# [Work task]
The answer should consist of each line from the data below that includes "config".

# [Records to use]
== Segment start ==

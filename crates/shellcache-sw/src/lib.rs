//! # shellcache service worker
//!
//! A cache-first offline agent for a single web application.
//!
//! ## Features
//!
//! - **Lifecycle**: install, activate, fetch handlers behind [`ServiceWorkerHandler`]
//! - **Cache storage**: named buckets of request → response pairs, in memory or SQLite
//! - **Clients**: open page contexts and their controller, `claim()` on activation
//! - **Host**: drives install → activate and routes fetches to the active worker
//!
//! ## Architecture
//!
//! ```text
//! ServiceWorkerHost
//!     │
//!     ├── ServiceWorkerRegistration
//!     │       ├── installing / waiting / active (ServiceWorker)
//!     │       └── scope
//!     │
//!     └── OfflineCacheAgent (ServiceWorkerHandler)
//!             ├── CacheStorage ── Cache ── CacheKey → CacheEntry
//!             ├── Network
//!             └── Clients
//! ```

use std::sync::atomic::{AtomicU64, Ordering};

use shellcache_common::ShellCacheError;
use shellcache_net::NetError;
use thiserror::Error;

pub mod agent;
pub mod clients;
pub mod config;
pub mod host;
pub mod storage;

pub use agent::{
    ActivateEvent, FetchEvent, FetchOutcome, InstallEvent, OfflineCacheAgent, ResponseSource,
    ServiceWorkerHandler,
};
pub use clients::{Client, ClientMatchOptions, ClientType, Clients};
pub use config::AgentConfig;
pub use host::{
    ServiceWorker, ServiceWorkerEvent, ServiceWorkerHost, ServiceWorkerRegistration,
    ServiceWorkerState,
};
pub use storage::{
    add_all, Cache, CacheEntry, CacheKey, CacheStorage, MemoryCacheStorage, SqliteCacheStorage,
};

// ==================== Errors ====================

/// Errors raised by bucket storage.
#[derive(Error, Debug)]
pub enum CacheError {
    #[error("Cache name cannot be empty")]
    EmptyName,

    #[error("Invalid URL: {0}")]
    InvalidUrl(String),

    #[error("Bad response status {status} for {url}")]
    BadStatus { url: String, status: u16 },

    #[error("Cache {0} was deleted")]
    BucketDeleted(String),

    #[error("Corrupt cache entry: {0}")]
    Corrupt(String),

    #[error("Storage lock poisoned")]
    Poisoned,

    #[error("Network error: {0}")]
    Network(#[from] NetError),

    #[error("SQLite error: {0}")]
    Sqlite(#[from] rusqlite::Error),

    #[error("Serialization error: {0}")]
    Serde(#[from] serde_json::Error),

    #[error("Storage task failed: {0}")]
    Join(#[from] tokio::task::JoinError),

    #[error("IO error: {0}")]
    Io(#[from] std::io::Error),
}

/// Errors raised by the worker lifecycle.
#[derive(Error, Debug)]
pub enum ServiceWorkerError {
    #[error("Cache error: {0}")]
    Cache(#[from] CacheError),

    #[error("Network error: {0}")]
    Network(#[from] NetError),

    #[error("State error: {0}")]
    StateError(String),

    #[error("Invalid URL: {0}")]
    InvalidUrl(String),
}

impl From<CacheError> for ShellCacheError {
    fn from(err: CacheError) -> Self {
        ShellCacheError::storage_with_source("cache storage failed", err)
    }
}

impl From<ServiceWorkerError> for ShellCacheError {
    fn from(err: ServiceWorkerError) -> Self {
        match err {
            ServiceWorkerError::Network(e) => e.into(),
            other => ShellCacheError::lifecycle_with_source("service worker failed", other),
        }
    }
}

// ==================== Types ====================

/// Unique identifier for a service worker.
#[derive(Debug, Clone, Copy, PartialEq, Eq, Hash)]
pub struct ServiceWorkerId(u64);

impl ServiceWorkerId {
    pub fn new() -> Self {
        static COUNTER: AtomicU64 = AtomicU64::new(1);
        Self(COUNTER.fetch_add(1, Ordering::Relaxed))
    }

    pub fn raw(&self) -> u64 {
        self.0
    }
}

impl Default for ServiceWorkerId {
    fn default() -> Self {
        Self::new()
    }
}

impl std::fmt::Display for ServiceWorkerId {
    fn fmt(&self, f: &mut std::fmt::Formatter<'_>) -> std::fmt::Result {
        write!(f, "sw-{}", self.0)
    }
}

== Segment end ==

# [Output]
pub mod config;
pub use config::AgentConfig;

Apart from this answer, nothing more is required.